Segment Start: Provided data

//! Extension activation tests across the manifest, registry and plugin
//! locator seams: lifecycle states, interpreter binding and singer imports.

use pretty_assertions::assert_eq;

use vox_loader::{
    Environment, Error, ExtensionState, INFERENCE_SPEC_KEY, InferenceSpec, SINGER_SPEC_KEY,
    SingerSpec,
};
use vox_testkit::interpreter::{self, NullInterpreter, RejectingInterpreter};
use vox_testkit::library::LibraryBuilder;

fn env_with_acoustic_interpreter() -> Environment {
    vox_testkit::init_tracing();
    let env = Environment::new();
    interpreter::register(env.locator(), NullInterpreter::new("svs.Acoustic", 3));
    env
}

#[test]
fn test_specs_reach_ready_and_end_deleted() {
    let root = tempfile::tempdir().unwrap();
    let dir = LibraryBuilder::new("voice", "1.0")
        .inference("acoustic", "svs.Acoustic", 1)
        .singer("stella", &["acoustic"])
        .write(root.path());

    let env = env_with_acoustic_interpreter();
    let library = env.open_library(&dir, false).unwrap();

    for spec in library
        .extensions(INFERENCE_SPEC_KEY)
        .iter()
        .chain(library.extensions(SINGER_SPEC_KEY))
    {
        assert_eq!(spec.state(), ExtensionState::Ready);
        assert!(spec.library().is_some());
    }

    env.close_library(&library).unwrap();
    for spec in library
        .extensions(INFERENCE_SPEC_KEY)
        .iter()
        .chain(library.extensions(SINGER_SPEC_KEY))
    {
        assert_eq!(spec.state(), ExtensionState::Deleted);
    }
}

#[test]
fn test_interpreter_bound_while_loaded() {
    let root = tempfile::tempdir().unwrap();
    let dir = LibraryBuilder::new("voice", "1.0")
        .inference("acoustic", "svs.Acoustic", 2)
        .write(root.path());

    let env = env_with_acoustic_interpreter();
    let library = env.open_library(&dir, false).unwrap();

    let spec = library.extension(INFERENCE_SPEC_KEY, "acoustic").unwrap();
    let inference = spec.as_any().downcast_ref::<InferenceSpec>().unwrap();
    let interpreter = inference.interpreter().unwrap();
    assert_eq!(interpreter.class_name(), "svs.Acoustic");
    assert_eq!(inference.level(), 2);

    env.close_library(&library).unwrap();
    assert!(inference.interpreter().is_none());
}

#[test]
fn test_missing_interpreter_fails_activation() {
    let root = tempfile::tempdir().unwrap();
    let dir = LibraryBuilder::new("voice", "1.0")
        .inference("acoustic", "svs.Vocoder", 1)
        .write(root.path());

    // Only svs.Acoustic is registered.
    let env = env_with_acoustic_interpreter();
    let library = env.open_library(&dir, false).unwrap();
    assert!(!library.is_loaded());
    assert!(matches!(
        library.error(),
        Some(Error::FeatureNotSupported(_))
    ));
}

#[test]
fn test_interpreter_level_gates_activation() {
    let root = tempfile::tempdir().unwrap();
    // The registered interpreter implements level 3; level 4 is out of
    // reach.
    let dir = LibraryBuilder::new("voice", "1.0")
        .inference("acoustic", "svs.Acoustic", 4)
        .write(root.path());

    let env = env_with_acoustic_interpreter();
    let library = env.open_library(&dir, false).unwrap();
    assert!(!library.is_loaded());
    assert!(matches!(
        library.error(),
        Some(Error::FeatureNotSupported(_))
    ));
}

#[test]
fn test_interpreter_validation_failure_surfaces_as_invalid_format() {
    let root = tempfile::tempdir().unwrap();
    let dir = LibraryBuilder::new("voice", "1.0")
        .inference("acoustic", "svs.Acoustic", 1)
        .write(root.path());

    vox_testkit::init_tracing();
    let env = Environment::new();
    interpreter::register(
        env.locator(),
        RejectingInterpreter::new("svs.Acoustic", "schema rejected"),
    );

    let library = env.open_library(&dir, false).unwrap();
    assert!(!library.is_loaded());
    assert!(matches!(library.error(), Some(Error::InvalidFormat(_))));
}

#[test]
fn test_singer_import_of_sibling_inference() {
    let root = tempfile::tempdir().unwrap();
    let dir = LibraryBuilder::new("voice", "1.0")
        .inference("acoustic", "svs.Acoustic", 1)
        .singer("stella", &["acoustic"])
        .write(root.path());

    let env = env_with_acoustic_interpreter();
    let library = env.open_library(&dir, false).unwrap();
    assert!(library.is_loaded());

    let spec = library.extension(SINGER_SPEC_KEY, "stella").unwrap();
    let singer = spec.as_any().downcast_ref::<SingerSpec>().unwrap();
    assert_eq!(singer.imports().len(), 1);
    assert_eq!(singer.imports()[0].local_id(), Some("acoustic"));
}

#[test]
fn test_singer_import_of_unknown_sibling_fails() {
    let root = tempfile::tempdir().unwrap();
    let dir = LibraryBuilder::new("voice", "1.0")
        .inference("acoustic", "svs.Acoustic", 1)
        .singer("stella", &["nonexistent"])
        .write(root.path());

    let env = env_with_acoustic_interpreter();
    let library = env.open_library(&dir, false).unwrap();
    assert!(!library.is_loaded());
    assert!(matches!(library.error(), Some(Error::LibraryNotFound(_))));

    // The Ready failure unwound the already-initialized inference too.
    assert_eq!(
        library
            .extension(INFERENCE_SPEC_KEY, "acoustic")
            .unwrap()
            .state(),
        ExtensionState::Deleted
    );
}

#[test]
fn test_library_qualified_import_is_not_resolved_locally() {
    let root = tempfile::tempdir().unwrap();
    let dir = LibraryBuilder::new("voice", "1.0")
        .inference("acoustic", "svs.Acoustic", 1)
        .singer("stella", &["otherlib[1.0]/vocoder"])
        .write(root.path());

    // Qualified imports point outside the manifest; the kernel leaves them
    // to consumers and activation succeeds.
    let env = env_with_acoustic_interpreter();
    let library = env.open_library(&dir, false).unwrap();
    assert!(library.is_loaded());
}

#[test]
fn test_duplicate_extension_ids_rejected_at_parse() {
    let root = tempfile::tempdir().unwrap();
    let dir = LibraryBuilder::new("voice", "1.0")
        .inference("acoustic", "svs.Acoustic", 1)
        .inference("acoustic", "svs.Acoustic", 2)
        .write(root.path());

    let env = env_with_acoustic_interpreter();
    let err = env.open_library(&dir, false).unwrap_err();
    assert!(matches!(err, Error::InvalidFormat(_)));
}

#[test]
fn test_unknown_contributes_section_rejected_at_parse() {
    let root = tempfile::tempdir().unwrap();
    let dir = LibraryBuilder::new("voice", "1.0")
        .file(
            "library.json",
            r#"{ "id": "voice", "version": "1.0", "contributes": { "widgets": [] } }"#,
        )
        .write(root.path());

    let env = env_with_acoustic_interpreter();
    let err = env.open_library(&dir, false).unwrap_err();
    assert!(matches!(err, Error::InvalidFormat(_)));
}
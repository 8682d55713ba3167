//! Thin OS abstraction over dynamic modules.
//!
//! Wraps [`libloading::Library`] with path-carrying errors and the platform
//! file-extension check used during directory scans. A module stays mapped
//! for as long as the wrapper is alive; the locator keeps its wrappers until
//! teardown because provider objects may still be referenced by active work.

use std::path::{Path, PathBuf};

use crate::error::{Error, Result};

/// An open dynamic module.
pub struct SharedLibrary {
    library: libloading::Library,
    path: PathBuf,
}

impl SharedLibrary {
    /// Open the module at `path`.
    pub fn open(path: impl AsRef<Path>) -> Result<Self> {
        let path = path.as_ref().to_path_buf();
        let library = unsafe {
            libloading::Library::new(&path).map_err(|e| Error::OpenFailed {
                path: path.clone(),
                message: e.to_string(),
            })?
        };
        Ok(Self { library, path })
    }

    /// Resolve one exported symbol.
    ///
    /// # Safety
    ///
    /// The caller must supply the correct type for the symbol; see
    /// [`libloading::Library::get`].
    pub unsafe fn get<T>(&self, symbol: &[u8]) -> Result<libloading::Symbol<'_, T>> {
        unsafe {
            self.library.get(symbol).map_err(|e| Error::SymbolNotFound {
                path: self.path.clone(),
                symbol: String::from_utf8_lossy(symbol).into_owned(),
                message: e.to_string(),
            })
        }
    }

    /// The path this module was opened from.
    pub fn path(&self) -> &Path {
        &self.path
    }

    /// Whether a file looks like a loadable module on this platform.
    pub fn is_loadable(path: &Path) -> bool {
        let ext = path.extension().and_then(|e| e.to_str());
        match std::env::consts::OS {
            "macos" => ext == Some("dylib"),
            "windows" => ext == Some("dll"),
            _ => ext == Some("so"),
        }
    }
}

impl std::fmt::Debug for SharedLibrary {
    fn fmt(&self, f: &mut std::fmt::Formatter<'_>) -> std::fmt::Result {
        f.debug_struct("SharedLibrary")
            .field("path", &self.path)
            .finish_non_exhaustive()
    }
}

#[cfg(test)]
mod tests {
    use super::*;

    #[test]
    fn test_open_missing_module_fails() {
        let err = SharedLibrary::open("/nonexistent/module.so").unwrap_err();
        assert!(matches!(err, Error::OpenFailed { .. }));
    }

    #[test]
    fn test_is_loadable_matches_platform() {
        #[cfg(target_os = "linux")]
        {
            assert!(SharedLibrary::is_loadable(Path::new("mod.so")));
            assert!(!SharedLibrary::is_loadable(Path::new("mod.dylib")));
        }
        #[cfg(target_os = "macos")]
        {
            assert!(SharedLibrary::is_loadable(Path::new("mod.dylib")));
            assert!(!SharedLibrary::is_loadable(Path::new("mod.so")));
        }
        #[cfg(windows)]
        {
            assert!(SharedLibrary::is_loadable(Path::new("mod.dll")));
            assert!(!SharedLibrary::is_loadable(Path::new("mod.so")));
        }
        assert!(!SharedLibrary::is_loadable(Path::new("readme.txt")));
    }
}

Segment End: Provided data

* Work instructions:
One figure is all that is needed: the number of lines above in which the word "ExtensionState" appears.

* Your response:
4